1.Willy O’rea Documentary
Biographical piece on Willie O'Ree, the NHL's first Black Player. Amazing life story and hockey career as Willie lost sight in one eye due to a receiving a puck to the eye, Willie continued to play blind in one eye and never told anyone.
2. The Colour of Beauty
Renee Thompson is trying to make it as a top fashion model in New York. She's got the looks, the walk and the drive. But she’s a black model in a world where white women represent the standard of beauty. Agencies rarely hire black models. And when they do, they want them to look “like white girls dipped in chocolate.” The Colour of Beauty is a shocking short documentary that examines racism in the fashion industry. Is a black model less attractive to designers, casting directors and consumers? What is the colour of beauty?
3. Speaker for the Dead
This documentary reveals some of the hidden history of Blacks in Canada. In the 1930s in rural Ontario, a farmer buried the tombstones of a Black cemetery to make way for a potato patch.

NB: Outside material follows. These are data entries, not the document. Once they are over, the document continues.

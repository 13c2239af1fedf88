//! Session orchestration over a card transport
//!
//! A [`Session`] sequences applet selection, attested reads, the
//! read-or-create fallback and policy enforcement. Every top-level operation
//! acquires the transport technology through a guard that releases it exactly
//! once when the operation ends, whatever the outcome.

use bytes::Bytes;
use derive_more::Display;
use nexum_se_apdu::{
    ApduCommand, CardTransport, Response, Technology, utils::to_little_endian_chunks,
};
use tracing::{debug, info, instrument, trace, warn};

use crate::attestation::{AttestationKey, verify_certificate};
use crate::commands::{CreateAddress, CreateAsset, ReadObject, SelectApplet, SignPayload};
use crate::config::SessionConfig;
use crate::identity::{Identity, ReadOutcome};
use crate::object::{ObjectKind, SecureObjectPayload, StoredObject};
use crate::{Error, Result};

/// Lifecycle of a [`Session`]
#[derive(Debug, Clone, Copy, PartialEq, Eq, Hash, Display)]
pub enum SessionState {
    /// Transport not yet probed
    Uninitialized,
    /// Transport supported and started
    Ready,
    /// Reading the attested identity
    ReadingIdentity,
    /// Signing a payload
    Signing,
    /// Writing an asset identifier
    Provisioning,
    /// Last operation succeeded and the transport was released
    Done,
    /// Last operation failed and the transport was released
    Closed,
    /// Transport unavailable, every operation fails
    Unsupported,
}

/// Check the status word of a raw response and strip it
///
/// # Errors
/// [`Error::ChipCommand`] carrying `description` for any status other than
/// `90 00`, and [`Error::Format`] for responses shorter than a status word.
pub fn check_status(raw: &[u8], description: &'static str) -> Result<Bytes> {
    let response = Response::from_bytes(raw)?;
    response.into_payload().map_err(|status| {
        debug!(%status, description, "Command rejected");
        Error::ChipCommand {
            description,
            status,
        }
    })
}

/// Secure element session bound to one transport
#[derive(Debug)]
pub struct Session<T: CardTransport> {
    transport: T,
    config: SessionConfig,
    state: SessionState,
}

impl<T: CardTransport> Session<T> {
    /// Create a session, probing and starting the transport
    ///
    /// A transport that is unsupported or fails to start leaves the session
    /// in [`SessionState::Unsupported`]; operations then fail with
    /// [`Error::NotSupported`].
    pub fn new(transport: T, config: SessionConfig) -> Self {
        let mut session = Self {
            transport,
            config,
            state: SessionState::Uninitialized,
        };
        session.initialize();
        session
    }

    fn initialize(&mut self) {
        if !self.transport.is_supported() {
            warn!("Secure element transport not supported");
            self.state = SessionState::Unsupported;
            return;
        }

        self.state = match self.transport.start() {
            Ok(()) => SessionState::Ready,
            Err(e) => {
                warn!(error = %e, "Failed to start secure element transport");
                SessionState::Unsupported
            }
        };
    }

    /// Current lifecycle state
    pub const fn state(&self) -> SessionState {
        self.state
    }

    /// Session configuration
    pub const fn config(&self) -> &SessionConfig {
        &self.config
    }

    /// Underlying transport
    pub const fn transport(&self) -> &T {
        &self.transport
    }

    /// Consume the session and return the transport
    pub fn into_transport(self) -> T {
        self.transport
    }

    /// Read and verify the element's identity
    ///
    /// Verifies the attestation certificate, reads the chain public key
    /// (generating it once if absent), then reads the optional asset. Both
    /// objects must carry a valid attestation signature and the configured
    /// policy.
    #[instrument(skip(self))]
    pub fn read_identity(&mut self) -> Result<Identity> {
        let mut link = self.open(SessionState::ReadingIdentity)?;
        let identity = link.read_identity()?;
        link.complete();
        Ok(identity)
    }

    /// Sign a raw payload
    ///
    /// Returns the element's response with each 32-byte chunk reversed.
    ///
    /// # Errors
    /// [`Error::PayloadTooLarge`] before any I/O when the payload exceeds the
    /// configured maximum.
    #[instrument(skip(self, payload), fields(len = payload.len()))]
    pub fn sign_raw_payload(&mut self, payload: &[u8]) -> Result<Bytes> {
        self.check_payload_len(payload.len())?;

        let mut link = self.open(SessionState::Signing)?;
        let command = SignPayload::new(link.session.config.sign_chain_id, payload);
        let signature = link.exchange(&command, "Sign payload")?;
        link.complete();

        Ok(to_little_endian_chunks(&signature))
    }

    /// Store an asset identifier for `chain_id` in the asset slot
    ///
    /// The read path never creates the asset; this is the only way to write
    /// it.
    #[instrument(skip(self, asset), fields(len = asset.len()))]
    pub fn provision_asset(&mut self, chain_id: u8, asset: &[u8]) -> Result<()> {
        self.check_payload_len(asset.len())?;
        let command = CreateAsset::new(self.config.objects.asset, chain_id, asset)?;

        let mut link = self.open(SessionState::Provisioning)?;
        link.exchange(&command, "Create asset")?;
        link.complete();
        info!("Asset provisioned");

        Ok(())
    }

    fn check_payload_len(&self, len: usize) -> Result<()> {
        let max = self.config.max_payload_len;
        if len > max {
            return Err(Error::PayloadTooLarge { len, max });
        }
        Ok(())
    }

    /// Acquire the technology and select the applet
    ///
    /// The returned guard releases the technology when dropped, including
    /// when activation itself fails.
    fn open(&mut self, operation: SessionState) -> Result<Link<'_, T>> {
        if matches!(
            self.state,
            SessionState::Unsupported | SessionState::Uninitialized
        ) {
            return Err(Error::NotSupported);
        }

        let mut link = Link {
            session: self,
            completed: false,
        };
        link.activate(operation)?;
        Ok(link)
    }
}

/// Active technology request, released on drop
struct Link<'a, T: CardTransport> {
    session: &'a mut Session<T>,
    completed: bool,
}

impl<T: CardTransport> Link<'_, T> {
    fn activate(&mut self, operation: SessionState) -> Result<()> {
        let session = &mut *self.session;
        session
            .transport
            .request_technology(Technology::IsoDep, &session.config.technology_options)?;

        if session.transport.requires_timeout() {
            session.transport.set_timeout(session.config.timeout)?;
        }

        let select = SelectApplet::new(session.config.aid.clone());
        self.exchange(&select, "Select applet")?;
        trace!(%operation, "Applet selected");
        self.session.state = operation;
        Ok(())
    }

    fn complete(&mut self) {
        self.completed = true;
    }

    fn exchange(&mut self, command: &impl ApduCommand, description: &'static str) -> Result<Bytes> {
        let raw = self.session.transport.transceive(&command.to_bytes())?;
        check_status(&raw, description)
    }

    fn read_identity(&mut self) -> Result<Identity> {
        let objects = self.session.config.objects;

        let certificate = self.exchange(
            &ReadObject::new(objects.attestation_certificate),
            "Read attestation certificate",
        )?;
        let key = verify_certificate(&certificate, &self.session.config.root_public_key)?;

        let public_key = self.read_or_create_key(&key)?;
        if let Some(object) = public_key.object() {
            self.session
                .config
                .key_policy
                .check(ObjectKind::PublicKey, &object.attributes)?;
        }

        let asset = match self.try_read_attested(&key, objects.asset, ObjectKind::Asset)? {
            Some(object) => {
                self.session
                    .config
                    .asset_policy
                    .check(ObjectKind::Asset, &object.attributes)?;
                ReadOutcome::Found(object)
            }
            None => {
                debug!("No asset provisioned");
                ReadOutcome::NotAvailable
            }
        };

        Identity::new(public_key, asset).ok_or(Error::Verification(ObjectKind::PublicKey))
    }

    /// Read the chain key, generating it and retrying exactly once if absent
    fn read_or_create_key(&mut self, key: &AttestationKey) -> Result<ReadOutcome> {
        let objects = self.session.config.objects;
        if let Some(object) =
            self.try_read_attested(key, objects.public_key, ObjectKind::PublicKey)?
        {
            return Ok(ReadOutcome::Found(object));
        }

        debug!("Public key absent, generating it");
        let create = CreateAddress::new(objects.public_key, self.session.config.curve);
        self.exchange(&create, "Create address")?;

        let object = self.read_attested(key, objects.public_key, ObjectKind::PublicKey)?;
        Ok(ReadOutcome::CreatedThenFound(object))
    }

    /// Attested read where a rejected command means the object is absent
    fn try_read_attested(
        &mut self,
        key: &AttestationKey,
        object_id: u32,
        kind: ObjectKind,
    ) -> Result<Option<StoredObject>> {
        match self.read_attested(key, object_id, kind) {
            Ok(object) => Ok(Some(object)),
            Err(Error::ChipCommand { status, .. }) => {
                debug!(%kind, %status, "Object not available");
                Ok(None)
            }
            Err(e) => Err(e),
        }
    }

    fn read_attested(
        &mut self,
        key: &AttestationKey,
        object_id: u32,
        kind: ObjectKind,
    ) -> Result<StoredObject> {
        let description = match kind {
            ObjectKind::PublicKey => "Read public key",
            ObjectKind::Asset => "Read asset",
            ObjectKind::Certificate => "Read attestation certificate",
        };
        let command = ReadObject::attested(object_id, self.session.config.objects.attestation_key);
        let body = self.exchange(&command, description)?;
        let payload = SecureObjectPayload::parse(&body)?;
        key.verify_object(&payload, kind)
    }
}

impl<T: CardTransport> Drop for Link<'_, T> {
    fn drop(&mut self) {
        if let Err(e) = self.session.transport.cancel_technology_request() {
            warn!(error = %e, "Failed to release technology request");
        }
        self.session.state = if self.completed {
            SessionState::Done
        } else {
            SessionState::Closed
        };
    }
}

In the 1980s, descendants of the original settlers, Black and White, came together to restore the cemetery, but there were hidden truths no one wanted to discuss. Deep racial wounds were opened. Scenes of the cemetery excavation, interviews with residents and re-enactments—including one of a baseball game where a broken headstone is used for home plate—add to the film's emotional intensity.
4. Mighty Jerome
From acclaimed filmmaker Charles Officer comes the story of the rise, fall and redemption of Harry Jerome, Canada's most record-setting track and field star. Gorgeous monochrome imagery, impassioned interviews and astonishing archival footage are used to tell the triumphant and compelling story of what Harry Jerome's own coach called "the greatest comeback in track and field history."
5. Viola Desmond
Civil Rights activist Viola Desmond is the first woman, outside of a monarch, to be on a Canadian bank note. Viola Desmond has been called the "Rosa Parks of Canada." Her story has been turned into a Heritage Minute by Historica Canada.